Courtney Schreiber, MD, MPH
Jennifer Moore-Conrow, MFS
Arden McCallister, MPH
Shayna Nagel, RN
Innovation Accelerator Program
Miscarriage is the most common pregnancy complication, affecting one in five pregnancies. Improved technology in home testing means that women know sooner than ever that they are pregnant.
Despite this, prenatal care does not start until late in the first trimester, leaving many patients unsure about where to turn if they suspect a problem early on. This uncertainty, paired with the difficulty patients face in accessing timely outpatient services, leads to high utilization rates of emergency services when miscarriage symptoms occur. Unfortunately, using the emergency department (ED) in this case can lead to delays in care and emotional distress.
The Penn Medicine Pregnancy Early Access Center (PEACE) bridges the gap between a positive pregnancy test and the start of prenatal care by providing timely, evidence-based, compassionate care in an office-based setting to women experiencing early pregnancy complications.

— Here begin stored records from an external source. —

//! Per-section editing states.
//!
//! Every section starts as a draft and can be finalized once its content
//! predicate holds. Finalization is what the completion gate counts;
//! resetting a section clears its model slice and returns it to draft.

use std::collections::BTreeMap;

use promptforge_core::{PromptConfig, SectionKey};
use serde::{Deserialize, Serialize};

/// Editing state of one wizard section.
#[derive(Debug, Clone, Copy, Default, PartialEq, Eq, Serialize, Deserialize)]
#[serde(rename_all = "snake_case")]
pub enum SectionState {
    #[default]
    Draft,
    Finalized,
}

impl SectionState {
    pub fn as_str(&self) -> &'static str {
        match self {
            SectionState::Draft => "draft",
            SectionState::Finalized => "finalized",
        }
    }

    pub fn parse(s: &str) -> Option<Self> {
        match s {
            "draft" => Some(SectionState::Draft),
            "finalized" => Some(SectionState::Finalized),
            _ => None,
        }
    }
}

/// States for all sections of one session. Absent keys are drafts, so the
/// default value means "nothing finalized yet".
#[derive(Debug, Clone, Default, PartialEq, Eq, Serialize, Deserialize)]
pub struct SectionStates {
    #[serde(default)]
    states: BTreeMap<SectionKey, SectionState>,
}

impl SectionStates {
    pub fn new() -> Self {
        Self::default()
    }

    pub fn get(&self, key: SectionKey) -> SectionState {
        self.states.get(&key).copied().unwrap_or_default()
    }

    pub fn is_finalized(&self, key: SectionKey) -> bool {
        self.get(key) == SectionState::Finalized
    }

    /// Set a section's state. Drafts are stored implicitly.
    pub fn set(&mut self, key: SectionKey, state: SectionState) {
        match state {
            SectionState::Draft => {
                self.states.remove(&key);
            }
            SectionState::Finalized => {
                self.states.insert(key, state);
            }
        }
    }

    pub fn finalized_keys(&self) -> Vec<SectionKey> {
        SectionKey::ALL
            .into_iter()
            .filter(|key| self.is_finalized(*key))
            .collect()
    }
}

/// Whether a section has enough content to be finalized. `Err` carries the
/// reason shown to the user.
pub fn finalize_requirement(key: SectionKey, config: &PromptConfig) -> Result<(), String> {
    match key {
        SectionKey::Project => {
            if config.project.title.trim().is_empty() {
                Err("project title is required".to_string())
            } else {
                Ok(())
            }
        }
        SectionKey::SystemType => {
            if config.system_type.is_populated() {
                Ok(())
            } else {
                Err("select a system type or describe one".to_string())
            }
        }
        SectionKey::Objective => {
            let section = &config.objective;
            if !section.primary_objective.trim().is_empty() || section.additional.has_content() {
                Ok(())
            } else {
                Err("define a primary objective or pick at least one objective".to_string())
            }
        }
        SectionKey::Requirements => {
            populated(config.requirements.is_populated(), "add at least one requirement")
        }
        SectionKey::Features => {
            populated(config.features.is_populated(), "select at least one feature")
        }
        SectionKey::UxUi => populated(
            config.uxui.is_populated(),
            "make at least one UX/UI choice",
        ),
        SectionKey::Stack => populated(
            config.stack.is_populated(),
            "pick at least one technology",
        ),
        SectionKey::Security => populated(
            config.security.is_populated(),
            "select at least one security measure",
        ),
        SectionKey::CodeStructure => populated(
            config.code_structure.is_populated(),
            "make at least one code structure choice",
        ),
        SectionKey::Scalability => populated(
            config.scalability.is_populated(),
            "select at least one scalability or performance feature",
        ),
        // Optional sections: an empty answer is a valid answer.
        SectionKey::Restrictions | SectionKey::Integrations => Ok(()),
    }
}

fn populated(ok: bool, reason: &str) -> Result<(), String> {
    if ok {
        Ok(())
    } else {
        Err(reason.to_string())
    }
}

PEACE utilizes a custom triage tool that can be deployed in-person, over the phone, or online to determine which patients can be seen safely in an outpatient setting vs. patients who should present to the ED.
When patients qualify for PEACE services, experts step in to diagnose the issue and intervene quickly. Instead of waiting for hours in the ED, PEACE patients are offered access to same-day, walk-in, and after-hours services.
PEACE improves patient experience, enhances quality of care, and resolves complications faster by streamlining access. The model also reduces the cost associated with miscarriage, saving an estimated $500 per case.
PEACE services are currently available at the Hospital of the University of Pennsylvania, Penn Medicine Washington Square, and Penn Medicine Cherry Hill. And in 2022, the team received a grant from Independence Blue Cross to support expansion efforts of the PEACE program to other health systems.
We iteratively developed and tested a triage tool to determine which patients could be seen safely in an outpatient setting versus patients who should present to the ED.
We piloted an initial version in person in the ED, with providers identifying and completing the triage tool as if they could refer the patient to PEACE. Through chart review, we validated whether the decision that would have been made using the tool was appropriate for the patient based on the outcome of their ED visit and subsequent follow-up.
We modified the tool several times based on lessons learned and expanded testing to phone-based triage at two OB practices. Through this process, we validated that the information gathered over the phone was adequate to triage patients appropriately.